Alright in light of this I'll rewrite that PR to a traits based approach.
Thanks all

On Fri, Jul 23, 2021 at 9:12 AM Wes McKinney <wesmck...@gmail.com> wrote:

> Like Antoine, I am not sure how comfortable I am with this the way it
> is now. On one hand I see the benefits in the reduction of
> boilerplate. On the other, making the code more "magical" through meta
> constructs likely makes it less accessible to contributors. It also
> makes it so that IDEs (Clion, VSCode, Visual Studio, or anything using
> clang-powered LSP) won't be able to autocomplete enums (please correct
> me if this is not true) — this alone to me is reason enough not to
> make these changes (particularly the new way of writing switch / if
> statements).
>
> On Thu, Jul 22, 2021 at 1:49 PM Felipe Aramburu <fel...@blazingdb.com>
> wrote:
> >
> > It feels like not using regular enums would be optimizing more for the
> > producers of the library than the users that will be consuming it.  It
> > could definitely reduce the burden of writing some boiler plate code but
> > this means that everyone that wants to use Arrow has another concept they
> > have to learn about in order to get started.
> >
> > ~felipe
> >
> >
> >
> > On Thu, Jul 22, 2021 at 11:52 AM Antoine Pitrou <anto...@python.org>
> wrote:
> >
> > >
> > > As I said on the PR, I'm worried that it will raise eyebrows or even
> > > make people defiant about using our C++ APIs.  Basically, users of a
> > > language are accustomed to certain idioms and often wary of software
> > > packages that redefine their own variants of core language
> > > functionality.  Even I find it slightly unsettling to write switch/case
> > > statements based on pointer values of literal strings...
> > >
> > > This is a social problem (on the technical front, the change seems ok,
> > > and I trust Benjamin that the underlying infrastructure is sound).
> > >
> > > This is why I would favor a mechanism where the reflection abilities
> are
> > > defined "on the side" (using e.g. a EnumTraits<...>), while the public
> > > C++ APIs still use normal enums.
> > >
> > > Regards
> > >
> > > Antoine.
> > >
> > >
> > > Le 22/07/2021 à 16:50, Benjamin Kietzman a écrit :
> > > > Enumerations are frequently useful constructs, but carry some
> overhead
> > > > when used with bindings.

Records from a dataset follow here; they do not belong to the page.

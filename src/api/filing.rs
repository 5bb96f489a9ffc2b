use sqlx::{Pool, Postgres};
use std::error::Error;

use crate::models::OutputRecord;

pub const OUTPUT_TABLE: &str = "external_orgs_990_data";

impl OutputRecord {
	/// Полная перезапись выходной таблицы: DROP, CREATE, построчный INSERT.
	/// До завершения этого вызова в базе лежит прошлая версия таблицы.
	pub async fn replace_table(
		db: &Pool<Postgres>,
		records: &[OutputRecord],
	) -> Result<(), Box<dyn Error>> {
		let drop_sql = format!("DROP TABLE IF EXISTS public.{}", OUTPUT_TABLE);
		sqlx::query(&drop_sql).execute(db).await?;

		let create_sql = format!(
			"
			CREATE TABLE public.{} (
				year BIGINT,
				revenue_total DOUBLE PRECISION,
				expenses_total DOUBLE PRECISION,
				net_profit_loss DOUBLE PRECISION,
				total_assets DOUBLE PRECISION,
				total_liabilities DOUBLE PRECISION,
				net_assets DOUBLE PRECISION,
				membership_dues DOUBLE PRECISION,
				revenue_public DOUBLE PRECISION,
				revenue_other_contributions DOUBLE PRECISION,
				revenue_earned DOUBLE PRECISION,
				revenue_fundraising DOUBLE PRECISION,
				fundraising_expense DOUBLE PRECISION,
				expense_program_services DOUBLE PRECISION,
				expense_administration DOUBLE PRECISION,
				expense_fundraising DOUBLE PRECISION,
				num_employees DOUBLE PRECISION,
				contributed_revenue DOUBLE PRECISION,
				other_revenue DOUBLE PRECISION,
				months_of_cash DOUBLE PRECISION,
				org_id BIGINT,
				ein TEXT,
				org_type TEXT,
				org_name TEXT,
				id BIGINT NOT NULL
			)
			",
			OUTPUT_TABLE
		);
		sqlx::query(&create_sql).execute(db).await?;

		let insert_sql = format!(
			"
			INSERT INTO public.{} (
				year, revenue_total, expenses_total, net_profit_loss, total_assets,
				total_liabilities, net_assets, membership_dues, revenue_public,
				revenue_other_contributions, revenue_earned, revenue_fundraising,
				fundraising_expense, expense_program_services, expense_administration,
				expense_fundraising, num_employees, contributed_revenue, other_revenue,
				months_of_cash, org_id, ein, org_type, org_name, id
			)
			VALUES (
				$1, $2, $3, $4, $5, $6, $7, $8, $9, $10, $11, $12, $13,
				$14, $15, $16, $17, $18, $19, $20, $21, $22, $23, $24, $25
			)
			",
			OUTPUT_TABLE
		);

		for record in records {
			sqlx::query(&insert_sql)
				.bind(record.year)
				.bind(record.revenue_total)
				.bind(record.expenses_total)
				.bind(record.net_profit_loss)
				.bind(record.total_assets)
				.bind(record.total_liabilities)
				.bind(record.net_assets)
				.bind(record.membership_dues)
				.bind(record.revenue_public)
				.bind(record.revenue_other_contributions)
				.bind(record.revenue_earned)
				.bind(record.revenue_fundraising)
				.bind(record.fundraising_expense)
				.bind(record.expense_program_services)
				.bind(record.expense_administration)
				.bind(record.expense_fundraising)
				.bind(record.num_employees)
				.bind(record.contributed_revenue)
				.bind(record.other_revenue)
				.bind(record.months_of_cash)
				.bind(record.org_id)
				.bind(record.ein.clone())
				.bind(record.org_type.clone())
				.bind(record.org_name.clone())
				.bind(record.id)
				.execute(db)
				.await?;
		}

		Ok(())
	}

	/// Снимает старый pkey, если был, и вешает новый на id
	pub async fn set_primary_key(db: &Pool<Postgres>) -> Result<(), Box<dyn Error>> {
		let drop_sql = format!(
			"ALTER TABLE public.{} DROP CONSTRAINT IF EXISTS {}_pkey",
			OUTPUT_TABLE, OUTPUT_TABLE
		);
		sqlx::query(&drop_sql).execute(db).await?;

		let add_sql = format!("ALTER TABLE public.{} ADD PRIMARY KEY (id)", OUTPUT_TABLE);
		sqlx::query(&add_sql).execute(db).await?;

		Ok(())
	}
}
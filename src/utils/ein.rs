pub struct Ein {}

impl Ein {
	/// Приводит EIN к ключу для джойна: без дефисов, 9 цифр с ведущими нулями
	pub fn normalize(raw: &str) -> String {
		let digits = raw.trim().replace('-', "");
		format!("{:0>9}", digits)
	}
}

#[cfg(test)]
mod tests {
	use super::Ein;

	#[test]
	fn strips_hyphens() {
		assert_eq!(Ein::normalize("12-3456789"), "123456789");
	}

	#[test]
	fn pads_short_eins_with_zeros() {
		assert_eq!(Ein::normalize("1234567"), "001234567");
		assert_eq!(Ein::normalize("1-234567"), "001234567");
	}

	#[test]
	fn leaves_nine_digit_eins_unchanged() {
		assert_eq!(Ein::normalize("987654321"), "987654321");
	}
}
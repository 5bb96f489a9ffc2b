pub mod filing;
pub mod organization;

pub use self::filing::*;
pub use self::organization::*;
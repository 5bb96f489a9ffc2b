pub mod ein;

pub use self::ein::*;
pub mod fetch_transform;
pub mod filings_processing;

pub use self::fetch_transform::*;
pub use self::filings_processing::*;
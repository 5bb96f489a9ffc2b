mod api;
mod config;
mod models;
mod processing;
mod utils;

use config::Config;
use dotenv::dotenv;
use processing::filings_processing;
use sqlx::postgres::PgPoolOptions;
use std::error::Error;

#[tokio::main]
async fn main() -> Result<(), Box<dyn Error>> {
	dotenv().ok();

	if std::env::var_os("RUST_LOG").is_none() {
		std::env::set_var("RUST_LOG", "info");
	}
	env_logger::init();

	let config = Config::init();
	println!("Starting 990 pipeline...");

	let pool = match PgPoolOptions::new()
		.max_connections(10)
		.connect(&config.database_url)
		.await
	{
		Ok(pool) => {
			println!("✅ Connection to the database is successful!");
			pool
		}
		Err(err) => {
			println!("🔥 Failed to connect to the database: {:?}", err);
			std::process::exit(1);
		}
	};

	filings_processing(pool, &config).await?;

	Ok(())
}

Specifically mapping the integral values to
> > > string
> > > > representations and back and validation of both integral values and
> > > strings
> > > > requires boilerplate, frequently replicated across multiple
> languages.
> > > >
> > > > https://github.com/apache/arrow/pull/10712 would replace some of the
> > > enums
> > > > defined in arrow/compute/api* with a metaprogramming construct which
> > > > includes validation, stringification, and parsing from string.
> > > >
> > > > The question at hand is: is it too confusing for users of the C++
> API to
> > > > replace familiar enums with anything else?
> > > >
> > > > ***
> > > >
> > > > For example, one replacement from that PR is
> > > >
> > > >      /// - `emit_null`: a null in any input results in a null in the
> > > output.
> > > >      /// - `skip`: nulls in inputs are skipped.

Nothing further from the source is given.